[Collected data]
[Start of Attachment]
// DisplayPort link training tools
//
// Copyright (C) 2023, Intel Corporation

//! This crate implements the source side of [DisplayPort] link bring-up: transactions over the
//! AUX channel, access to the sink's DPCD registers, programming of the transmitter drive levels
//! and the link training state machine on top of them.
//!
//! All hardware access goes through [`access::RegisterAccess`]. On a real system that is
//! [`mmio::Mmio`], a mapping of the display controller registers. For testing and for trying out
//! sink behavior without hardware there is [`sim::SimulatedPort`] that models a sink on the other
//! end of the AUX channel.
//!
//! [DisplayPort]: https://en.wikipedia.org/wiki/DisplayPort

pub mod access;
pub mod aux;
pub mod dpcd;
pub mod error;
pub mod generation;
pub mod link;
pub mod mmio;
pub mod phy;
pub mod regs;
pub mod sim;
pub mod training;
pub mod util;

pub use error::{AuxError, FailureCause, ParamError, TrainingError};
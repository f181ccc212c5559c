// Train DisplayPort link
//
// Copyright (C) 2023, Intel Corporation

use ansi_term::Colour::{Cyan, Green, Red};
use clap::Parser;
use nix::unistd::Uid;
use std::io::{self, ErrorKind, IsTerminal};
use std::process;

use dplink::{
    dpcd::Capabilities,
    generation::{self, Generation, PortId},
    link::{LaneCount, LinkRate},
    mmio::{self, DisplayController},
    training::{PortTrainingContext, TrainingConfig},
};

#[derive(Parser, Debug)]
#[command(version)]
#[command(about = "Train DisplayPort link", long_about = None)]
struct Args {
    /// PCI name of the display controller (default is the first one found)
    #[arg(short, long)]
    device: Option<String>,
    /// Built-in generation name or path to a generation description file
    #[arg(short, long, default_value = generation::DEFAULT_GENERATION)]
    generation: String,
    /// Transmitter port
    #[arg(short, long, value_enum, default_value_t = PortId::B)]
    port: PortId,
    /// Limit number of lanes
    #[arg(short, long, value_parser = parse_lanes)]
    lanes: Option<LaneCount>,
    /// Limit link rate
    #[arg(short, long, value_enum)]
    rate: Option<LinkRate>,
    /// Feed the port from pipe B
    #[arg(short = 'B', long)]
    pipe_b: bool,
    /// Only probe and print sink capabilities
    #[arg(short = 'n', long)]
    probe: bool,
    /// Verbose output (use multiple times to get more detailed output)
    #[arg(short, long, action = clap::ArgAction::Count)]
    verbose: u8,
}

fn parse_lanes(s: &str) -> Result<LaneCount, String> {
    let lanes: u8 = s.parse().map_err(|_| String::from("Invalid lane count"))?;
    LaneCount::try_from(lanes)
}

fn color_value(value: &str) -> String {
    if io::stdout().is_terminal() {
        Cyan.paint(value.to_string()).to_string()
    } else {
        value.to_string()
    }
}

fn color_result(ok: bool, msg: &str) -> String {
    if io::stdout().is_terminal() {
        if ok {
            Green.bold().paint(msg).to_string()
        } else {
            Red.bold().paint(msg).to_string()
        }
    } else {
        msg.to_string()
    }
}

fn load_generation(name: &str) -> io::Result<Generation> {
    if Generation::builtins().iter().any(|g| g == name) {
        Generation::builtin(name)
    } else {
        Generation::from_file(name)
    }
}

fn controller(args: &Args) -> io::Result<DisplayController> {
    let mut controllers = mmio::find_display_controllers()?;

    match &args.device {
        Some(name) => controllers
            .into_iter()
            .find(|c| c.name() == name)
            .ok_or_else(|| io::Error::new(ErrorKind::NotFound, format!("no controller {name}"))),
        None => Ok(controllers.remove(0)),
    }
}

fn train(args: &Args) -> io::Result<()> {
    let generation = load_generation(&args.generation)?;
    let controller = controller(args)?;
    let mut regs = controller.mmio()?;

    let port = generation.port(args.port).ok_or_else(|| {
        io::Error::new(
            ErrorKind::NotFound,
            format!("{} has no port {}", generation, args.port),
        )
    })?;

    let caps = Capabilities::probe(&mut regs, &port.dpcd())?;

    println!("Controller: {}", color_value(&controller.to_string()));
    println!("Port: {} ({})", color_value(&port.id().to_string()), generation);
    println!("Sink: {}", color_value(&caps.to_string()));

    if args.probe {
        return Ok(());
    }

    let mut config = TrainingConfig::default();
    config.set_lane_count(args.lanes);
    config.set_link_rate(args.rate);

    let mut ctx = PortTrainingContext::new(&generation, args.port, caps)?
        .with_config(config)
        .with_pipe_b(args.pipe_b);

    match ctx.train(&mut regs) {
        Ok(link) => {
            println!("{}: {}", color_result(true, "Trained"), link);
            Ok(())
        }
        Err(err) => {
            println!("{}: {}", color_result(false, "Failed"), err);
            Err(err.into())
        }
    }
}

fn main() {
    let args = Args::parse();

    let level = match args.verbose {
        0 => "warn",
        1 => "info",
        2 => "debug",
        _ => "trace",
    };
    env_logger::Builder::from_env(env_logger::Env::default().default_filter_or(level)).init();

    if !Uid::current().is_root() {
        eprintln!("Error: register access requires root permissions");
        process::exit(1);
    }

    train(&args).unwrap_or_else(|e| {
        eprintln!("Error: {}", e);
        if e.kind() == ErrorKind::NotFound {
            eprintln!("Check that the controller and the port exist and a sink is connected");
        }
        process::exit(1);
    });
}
[End of Attachment]
[Start of Attachment]
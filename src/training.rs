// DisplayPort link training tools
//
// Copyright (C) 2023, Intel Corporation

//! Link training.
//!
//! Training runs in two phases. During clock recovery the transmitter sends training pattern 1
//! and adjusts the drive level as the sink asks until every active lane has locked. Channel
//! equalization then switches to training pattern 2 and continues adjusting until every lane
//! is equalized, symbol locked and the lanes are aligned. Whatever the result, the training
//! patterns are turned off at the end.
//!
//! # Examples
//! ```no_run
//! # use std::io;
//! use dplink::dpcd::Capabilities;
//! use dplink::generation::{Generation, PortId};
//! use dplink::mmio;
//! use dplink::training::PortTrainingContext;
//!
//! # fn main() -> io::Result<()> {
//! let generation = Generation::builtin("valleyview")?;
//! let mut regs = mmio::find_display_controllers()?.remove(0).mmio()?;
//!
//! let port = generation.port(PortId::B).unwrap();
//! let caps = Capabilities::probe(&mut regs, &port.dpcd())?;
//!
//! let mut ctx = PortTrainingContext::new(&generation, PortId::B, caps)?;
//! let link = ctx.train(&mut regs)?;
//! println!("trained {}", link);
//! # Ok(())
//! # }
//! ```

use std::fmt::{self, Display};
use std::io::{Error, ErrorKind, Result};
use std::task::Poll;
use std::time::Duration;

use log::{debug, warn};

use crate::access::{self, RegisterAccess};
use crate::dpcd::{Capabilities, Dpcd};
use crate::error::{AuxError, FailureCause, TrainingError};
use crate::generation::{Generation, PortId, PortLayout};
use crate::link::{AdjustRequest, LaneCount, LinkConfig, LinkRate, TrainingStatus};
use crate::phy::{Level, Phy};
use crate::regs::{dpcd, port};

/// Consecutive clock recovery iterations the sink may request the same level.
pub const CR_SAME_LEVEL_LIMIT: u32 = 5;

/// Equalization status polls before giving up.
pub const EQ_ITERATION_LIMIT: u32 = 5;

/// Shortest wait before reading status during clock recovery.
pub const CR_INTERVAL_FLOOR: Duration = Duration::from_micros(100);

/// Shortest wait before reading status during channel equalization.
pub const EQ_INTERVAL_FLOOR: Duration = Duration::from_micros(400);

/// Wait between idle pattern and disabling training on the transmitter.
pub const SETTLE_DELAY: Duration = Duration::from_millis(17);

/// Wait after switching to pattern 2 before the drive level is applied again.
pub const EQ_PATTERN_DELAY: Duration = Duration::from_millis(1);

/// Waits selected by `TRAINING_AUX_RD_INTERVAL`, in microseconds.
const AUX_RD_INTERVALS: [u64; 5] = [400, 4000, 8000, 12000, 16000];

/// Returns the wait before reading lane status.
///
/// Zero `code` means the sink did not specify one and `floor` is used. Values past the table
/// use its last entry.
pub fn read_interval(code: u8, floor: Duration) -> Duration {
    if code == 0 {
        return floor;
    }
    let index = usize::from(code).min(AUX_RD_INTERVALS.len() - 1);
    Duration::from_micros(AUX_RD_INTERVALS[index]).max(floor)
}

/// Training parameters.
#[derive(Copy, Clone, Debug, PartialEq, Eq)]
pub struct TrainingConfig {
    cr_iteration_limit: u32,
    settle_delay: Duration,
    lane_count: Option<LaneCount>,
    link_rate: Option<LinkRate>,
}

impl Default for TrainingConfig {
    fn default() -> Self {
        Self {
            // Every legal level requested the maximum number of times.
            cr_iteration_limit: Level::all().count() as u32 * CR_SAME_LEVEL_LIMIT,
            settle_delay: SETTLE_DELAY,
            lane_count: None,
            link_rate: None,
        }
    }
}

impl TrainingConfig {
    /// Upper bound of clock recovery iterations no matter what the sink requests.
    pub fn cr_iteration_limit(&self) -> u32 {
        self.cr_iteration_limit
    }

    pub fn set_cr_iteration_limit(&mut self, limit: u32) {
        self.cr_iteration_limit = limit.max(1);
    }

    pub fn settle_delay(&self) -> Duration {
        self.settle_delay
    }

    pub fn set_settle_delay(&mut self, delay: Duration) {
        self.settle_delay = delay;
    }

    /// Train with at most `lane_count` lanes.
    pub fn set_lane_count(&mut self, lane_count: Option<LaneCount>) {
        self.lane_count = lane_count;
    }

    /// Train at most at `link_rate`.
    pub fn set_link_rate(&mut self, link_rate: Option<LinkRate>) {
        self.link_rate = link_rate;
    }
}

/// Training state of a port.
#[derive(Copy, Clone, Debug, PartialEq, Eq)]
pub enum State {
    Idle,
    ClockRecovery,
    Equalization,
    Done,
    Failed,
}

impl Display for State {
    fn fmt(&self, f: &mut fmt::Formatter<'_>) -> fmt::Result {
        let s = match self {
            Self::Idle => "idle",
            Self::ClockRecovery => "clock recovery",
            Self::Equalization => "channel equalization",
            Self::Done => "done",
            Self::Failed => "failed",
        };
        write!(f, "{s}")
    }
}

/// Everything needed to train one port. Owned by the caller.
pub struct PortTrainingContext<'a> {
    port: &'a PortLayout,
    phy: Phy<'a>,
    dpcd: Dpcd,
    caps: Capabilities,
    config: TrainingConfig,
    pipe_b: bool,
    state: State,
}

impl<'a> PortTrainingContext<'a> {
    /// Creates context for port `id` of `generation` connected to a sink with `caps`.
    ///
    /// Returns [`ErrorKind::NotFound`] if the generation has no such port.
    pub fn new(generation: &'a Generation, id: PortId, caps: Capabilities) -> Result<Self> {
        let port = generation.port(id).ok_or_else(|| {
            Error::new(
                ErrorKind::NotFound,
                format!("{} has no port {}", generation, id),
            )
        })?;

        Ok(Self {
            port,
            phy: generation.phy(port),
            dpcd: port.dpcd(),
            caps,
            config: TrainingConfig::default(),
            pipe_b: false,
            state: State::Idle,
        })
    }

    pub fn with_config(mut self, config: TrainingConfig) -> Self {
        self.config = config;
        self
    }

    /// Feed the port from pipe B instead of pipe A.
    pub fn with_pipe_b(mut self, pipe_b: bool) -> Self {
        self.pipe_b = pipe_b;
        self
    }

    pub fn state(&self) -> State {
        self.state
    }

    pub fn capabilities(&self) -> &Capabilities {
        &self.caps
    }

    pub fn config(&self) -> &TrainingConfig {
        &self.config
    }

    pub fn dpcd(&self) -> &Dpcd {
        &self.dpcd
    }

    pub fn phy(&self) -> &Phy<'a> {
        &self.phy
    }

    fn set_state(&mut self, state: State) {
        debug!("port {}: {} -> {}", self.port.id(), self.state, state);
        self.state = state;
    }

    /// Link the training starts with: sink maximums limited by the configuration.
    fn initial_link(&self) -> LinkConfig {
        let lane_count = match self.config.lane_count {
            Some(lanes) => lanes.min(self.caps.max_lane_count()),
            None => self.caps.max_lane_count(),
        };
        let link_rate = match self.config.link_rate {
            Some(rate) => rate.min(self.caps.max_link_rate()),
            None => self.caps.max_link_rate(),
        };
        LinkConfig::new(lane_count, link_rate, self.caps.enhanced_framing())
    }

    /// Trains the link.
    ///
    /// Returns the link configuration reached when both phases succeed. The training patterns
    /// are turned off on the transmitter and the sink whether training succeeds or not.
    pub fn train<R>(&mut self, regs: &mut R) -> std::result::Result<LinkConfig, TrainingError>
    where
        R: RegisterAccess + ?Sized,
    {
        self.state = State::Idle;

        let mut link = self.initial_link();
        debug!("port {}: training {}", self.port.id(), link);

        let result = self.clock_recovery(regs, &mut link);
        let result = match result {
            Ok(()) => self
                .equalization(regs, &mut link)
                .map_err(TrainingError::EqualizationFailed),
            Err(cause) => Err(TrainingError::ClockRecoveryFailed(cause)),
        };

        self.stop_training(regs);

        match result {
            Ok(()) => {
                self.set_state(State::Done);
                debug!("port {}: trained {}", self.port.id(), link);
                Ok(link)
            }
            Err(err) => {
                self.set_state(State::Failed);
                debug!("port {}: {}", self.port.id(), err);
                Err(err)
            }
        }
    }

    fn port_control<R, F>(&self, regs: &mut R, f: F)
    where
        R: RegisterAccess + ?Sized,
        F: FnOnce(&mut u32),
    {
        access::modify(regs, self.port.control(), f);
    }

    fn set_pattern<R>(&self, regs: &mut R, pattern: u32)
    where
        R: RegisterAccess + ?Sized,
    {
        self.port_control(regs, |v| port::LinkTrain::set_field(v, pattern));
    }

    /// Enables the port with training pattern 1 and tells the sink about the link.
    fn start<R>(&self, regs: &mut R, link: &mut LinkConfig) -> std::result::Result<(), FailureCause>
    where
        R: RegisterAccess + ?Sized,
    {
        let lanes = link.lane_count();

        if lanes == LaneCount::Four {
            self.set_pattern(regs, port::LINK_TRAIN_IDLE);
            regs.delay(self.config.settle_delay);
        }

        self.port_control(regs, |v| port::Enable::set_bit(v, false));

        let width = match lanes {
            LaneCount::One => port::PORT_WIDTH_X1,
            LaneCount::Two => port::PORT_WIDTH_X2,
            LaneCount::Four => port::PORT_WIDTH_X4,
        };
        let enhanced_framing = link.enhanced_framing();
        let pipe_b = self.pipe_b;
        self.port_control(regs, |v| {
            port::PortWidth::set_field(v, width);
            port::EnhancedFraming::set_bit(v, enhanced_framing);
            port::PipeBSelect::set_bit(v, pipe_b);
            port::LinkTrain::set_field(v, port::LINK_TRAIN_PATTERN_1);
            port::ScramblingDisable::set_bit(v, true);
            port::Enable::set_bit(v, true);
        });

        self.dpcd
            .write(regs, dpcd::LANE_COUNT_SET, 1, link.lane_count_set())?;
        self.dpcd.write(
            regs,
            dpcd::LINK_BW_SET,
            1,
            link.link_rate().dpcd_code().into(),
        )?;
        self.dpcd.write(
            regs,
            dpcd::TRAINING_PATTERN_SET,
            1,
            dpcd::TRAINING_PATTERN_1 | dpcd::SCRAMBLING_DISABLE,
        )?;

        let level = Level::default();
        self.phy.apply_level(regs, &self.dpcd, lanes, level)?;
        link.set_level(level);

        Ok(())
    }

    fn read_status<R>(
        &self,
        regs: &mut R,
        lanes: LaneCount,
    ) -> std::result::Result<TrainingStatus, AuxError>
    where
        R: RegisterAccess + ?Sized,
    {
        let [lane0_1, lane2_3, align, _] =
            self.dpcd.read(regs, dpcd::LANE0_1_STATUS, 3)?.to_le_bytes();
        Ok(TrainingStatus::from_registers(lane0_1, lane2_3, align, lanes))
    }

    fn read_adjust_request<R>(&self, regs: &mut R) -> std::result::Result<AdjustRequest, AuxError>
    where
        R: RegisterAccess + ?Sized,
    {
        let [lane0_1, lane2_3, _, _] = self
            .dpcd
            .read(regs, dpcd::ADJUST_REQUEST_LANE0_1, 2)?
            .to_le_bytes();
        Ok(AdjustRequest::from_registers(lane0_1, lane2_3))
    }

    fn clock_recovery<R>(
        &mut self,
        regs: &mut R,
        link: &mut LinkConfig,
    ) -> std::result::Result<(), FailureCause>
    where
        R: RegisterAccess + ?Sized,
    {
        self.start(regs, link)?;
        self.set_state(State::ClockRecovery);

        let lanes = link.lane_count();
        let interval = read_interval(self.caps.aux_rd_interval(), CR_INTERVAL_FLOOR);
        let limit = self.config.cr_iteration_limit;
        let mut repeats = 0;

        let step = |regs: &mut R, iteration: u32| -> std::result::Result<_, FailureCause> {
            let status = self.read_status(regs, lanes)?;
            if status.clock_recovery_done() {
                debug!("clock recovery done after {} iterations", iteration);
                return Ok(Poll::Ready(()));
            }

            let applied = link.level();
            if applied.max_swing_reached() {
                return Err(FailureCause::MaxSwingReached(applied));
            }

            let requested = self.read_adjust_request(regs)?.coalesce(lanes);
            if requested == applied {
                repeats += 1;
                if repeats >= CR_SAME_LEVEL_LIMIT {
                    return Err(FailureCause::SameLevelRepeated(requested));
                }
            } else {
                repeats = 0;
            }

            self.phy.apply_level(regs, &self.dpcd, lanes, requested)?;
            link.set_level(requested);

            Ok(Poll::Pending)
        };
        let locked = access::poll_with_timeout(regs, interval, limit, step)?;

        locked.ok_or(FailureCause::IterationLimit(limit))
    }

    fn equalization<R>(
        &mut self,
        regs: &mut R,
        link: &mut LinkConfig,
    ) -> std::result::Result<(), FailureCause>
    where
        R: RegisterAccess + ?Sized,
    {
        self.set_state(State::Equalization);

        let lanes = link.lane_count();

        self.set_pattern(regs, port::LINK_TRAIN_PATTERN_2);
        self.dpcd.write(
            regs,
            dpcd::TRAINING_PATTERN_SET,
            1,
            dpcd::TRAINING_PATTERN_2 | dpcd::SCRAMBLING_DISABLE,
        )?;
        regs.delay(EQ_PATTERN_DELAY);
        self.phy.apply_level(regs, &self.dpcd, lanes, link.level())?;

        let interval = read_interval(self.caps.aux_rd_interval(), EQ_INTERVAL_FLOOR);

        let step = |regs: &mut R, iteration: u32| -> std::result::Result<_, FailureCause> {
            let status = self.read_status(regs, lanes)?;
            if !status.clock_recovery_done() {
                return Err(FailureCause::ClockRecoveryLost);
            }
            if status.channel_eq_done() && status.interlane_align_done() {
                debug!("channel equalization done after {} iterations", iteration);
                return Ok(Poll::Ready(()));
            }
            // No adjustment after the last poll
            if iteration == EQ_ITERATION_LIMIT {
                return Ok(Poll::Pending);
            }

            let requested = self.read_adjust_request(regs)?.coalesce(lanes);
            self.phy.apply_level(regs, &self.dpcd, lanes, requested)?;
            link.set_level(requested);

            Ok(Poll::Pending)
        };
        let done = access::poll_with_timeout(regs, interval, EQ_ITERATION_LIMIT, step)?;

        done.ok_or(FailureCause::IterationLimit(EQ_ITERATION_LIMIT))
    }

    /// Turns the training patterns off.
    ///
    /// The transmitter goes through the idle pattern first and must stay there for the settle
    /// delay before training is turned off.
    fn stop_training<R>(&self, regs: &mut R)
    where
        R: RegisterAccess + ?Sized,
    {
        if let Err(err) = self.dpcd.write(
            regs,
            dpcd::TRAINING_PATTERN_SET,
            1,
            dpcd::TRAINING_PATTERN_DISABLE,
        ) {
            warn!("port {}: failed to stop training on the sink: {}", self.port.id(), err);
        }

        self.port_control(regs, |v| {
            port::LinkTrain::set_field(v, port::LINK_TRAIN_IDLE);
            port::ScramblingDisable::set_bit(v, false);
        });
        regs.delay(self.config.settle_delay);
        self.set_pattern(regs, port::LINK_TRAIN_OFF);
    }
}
[End of Attachment]
§ REQUIRED ACTION
Look through the records above and please copy every line in which the string "configuration" occurs.

§ RESPONSE AREA
    /// Link the training starts with: sink maximums limited by the configuration.
    /// Returns the link configuration reached when both phases succeed. The training patterns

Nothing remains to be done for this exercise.